Neden ben seçildim? Beni kimler seçti?

Açıkçası hiçbir fikrim yok. Bunu benden ziyade bu görüşmeye katılmamı isteyenlere sormanız daha doğru olur. Son 1 hafta içinde Gezi Parkı olayları ile ilgili Sayın Başbakana 2 adet mektup yazdım. Bunlardan özellikle birincisi birçok insan tarafından "hislerine tercüman olduğu" gerekçesi ile teveccüh gördü ve beğenildi. O veya bu sebeple benim bu yazdıklarım toplum içerisinde umudu yeşerten, birliğimizi tetikleyen bir araç oldu diye sanıyorum. Sıradan bir vatandaş olmam, Ak Parti destekçisi olmam ve halkın içerisinden bir görüşü lisan-ı uygun bir biçimde dile getireceğime dair bir görüntü sergiliyor olmam seçilmem için bir etken olmuş olabilir diye düşünüyorum.

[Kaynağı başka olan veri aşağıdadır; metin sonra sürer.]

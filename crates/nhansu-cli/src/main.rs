//! nhansu - command line client for the HR management API.
//!
//! Logs in against the token endpoint, keeps the credential pair in the
//! configured store, and lists or updates HR resources. Expired access
//! tokens are refreshed transparently; when the session cannot be recovered
//! the user is sent back to `nhansu login`.

mod app;

use std::io;
use std::process::ExitCode;

use anyhow::Result;
use clap::Parser;
use tracing::info;
use tracing_subscriber::{fmt, prelude::*, EnvFilter};

use app::App;

#[derive(Debug, Parser)]
#[command(name = "nhansu", version, about = "HR management client")]
struct Cli {
    /// Print resources as JSON instead of text.
    #[arg(long, global = true)]
    json: bool,

    #[command(subcommand)]
    command: Command,
}

#[derive(Debug, clap::Subcommand)]
enum Command {
    /// Log in and store the token pair.
    Login(LoginArgs),
    /// Forget the stored token pair.
    Logout,
    /// Show whether a session is active.
    Status,
    /// List one kind of resource.
    List(ListArgs),
    /// Fetch every resource at once.
    Sync,
    /// Approve a pending leave request.
    Approve {
        /// Leave request id.
        id: i64,
    },
    /// Reject a pending leave request.
    Reject {
        /// Leave request id.
        id: i64,
    },
}

#[derive(Debug, clap::Args)]
struct LoginArgs {
    /// Username (defaults to the last one used).
    #[arg(long, short)]
    username: Option<String>,
    /// Password; prompted for when not set.
    #[arg(long, env = "NHANSU_PASSWORD", hide_env_values = true)]
    password: Option<String>,
}

#[derive(Debug, clap::Args)]
struct ListArgs {
    #[arg(value_enum)]
    resource: Resource,
}

#[derive(Debug, Clone, Copy, clap::ValueEnum)]
pub enum Resource {
    Departments,
    Positions,
    Employees,
    Attendance,
    Leave,
}

/// Initialize the tracing subscriber for logging
fn init_tracing() {
    // RUST_LOG controls the level (e.g., RUST_LOG=nhansu_core=debug)
    let filter = EnvFilter::try_from_default_env()
        .unwrap_or_else(|_| EnvFilter::new("warn"));

    tracing_subscriber::registry()
        .with(fmt::layer().with_writer(io::stderr))
        .with(filter)
        .init();
}

#[tokio::main]
async fn main() -> ExitCode {
    // Load .env file if present (silently ignore if not found)
    let _ = dotenvy::dotenv();

    let cli = Cli::parse();
    init_tracing();
    info!(command = ?cli.command, "nhansu starting");

    match run(cli).await {
        Ok(code) => code,
        Err(e) => {
            eprintln!("Error: {:#}", e);
            ExitCode::FAILURE
        }
    }
}

async fn run(cli: Cli) -> Result<ExitCode> {
    let mut app = App::new(cli.json)?;

    match cli.command {
        Command::Login(args) => app.login(args.username, args.password).await,
        Command::Logout => Ok(app.logout()),
        Command::Status => Ok(app.status()),
        Command::List(args) => app.list(args.resource).await,
        Command::Sync => app.sync().await,
        Command::Approve { id } => app.decide_leave(id, true).await,
        Command::Reject { id } => app.decide_leave(id, false).await,
    }
}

Gitmeyi neden kabul ettim?

Öncelikle teklif geldiğinde kimlerin davet aldığına hızlıca bir baktım. Zira karar vermek için çok fazla zamanım yoktu. İçlerinde son derece saygı duyduğum bilim insanları, akademisyenler, meslek erbapları ve sanatçılar olduğunu gördüm. Her kesimden değişik görüşün temsil edildiği bu ortamda yer almanın eylemlerin barışçıl yöntemlerle sonuçlanması adına faydası olabileceğine inandım. Benim kişisel düşüncem böyle bir toplantıda özellikle Gezi Parkı direnişinde aralıksız olarak bulunan çok sayıda aklı başında kardeşimizin de bu tür toplantılarda mutlaka yer alması gerektiği yönündedir. Bugün olmasa bile bundan sonraki görüşmelerde bu arkadaşların da bizzat temsil edilmesi ve muhatap alınması gerektiğine yönelik düşüncelerimizi iletiyor olacağız.
Diğer taraftan bu görüşmeye gitmeyi kabul etmeyen veya iptal eden isimler olduğu duyumunu aldım. Kendilerinin bu konudaki karar ve düşüncelerine sonsuz saygı duyuyorum. Fakat ben aynı şekilde düşünmüyorum. Bunu bir nevi diplomatik bir girişim gibi düşünüyorum. Hangi şartlar altında olursak olalım "hepimizin yapabileceği bir şeyler" mutlaka olmalı diye düşünüyorum. Benim de elimden gelen bu. Müzakereyi ve görüşmeleri kesmek, taraflar arasındaki köprüleri atmak hiç kimseye hiçbir yarar getirmeyecektir kanaatindeyim. Bu nedenle zor olsa da, içimiz, vicdanımız kan ağlasa da bu adımdan geri dönmemeliyiz. Bu bir dava ise eğer, bu davaya gönül veren herkes kendi elinden geleni yapmalı. Kimisi sahada, kimisi medyada, kimisi ise masada bu mücadeleyi ve talepleri sonuna kadar anlatmaya devam etmeli... Bu ülke on yıllardır bunu yaşayıp, tecrübe etmedi mi? Diyaloğa ve karşılıklı iletişime en çok ihtiyacımız olan bir zamanda iletişimi koparmanın kime ne faydası olabilir, bunu düşünüyorum. Bu nedenle tek başına dahi kalsam ve elimde böyle bir imkan varsa inandığım bu dava için bunu sonuna kadar kullanacağımı belirtmek istiyorum.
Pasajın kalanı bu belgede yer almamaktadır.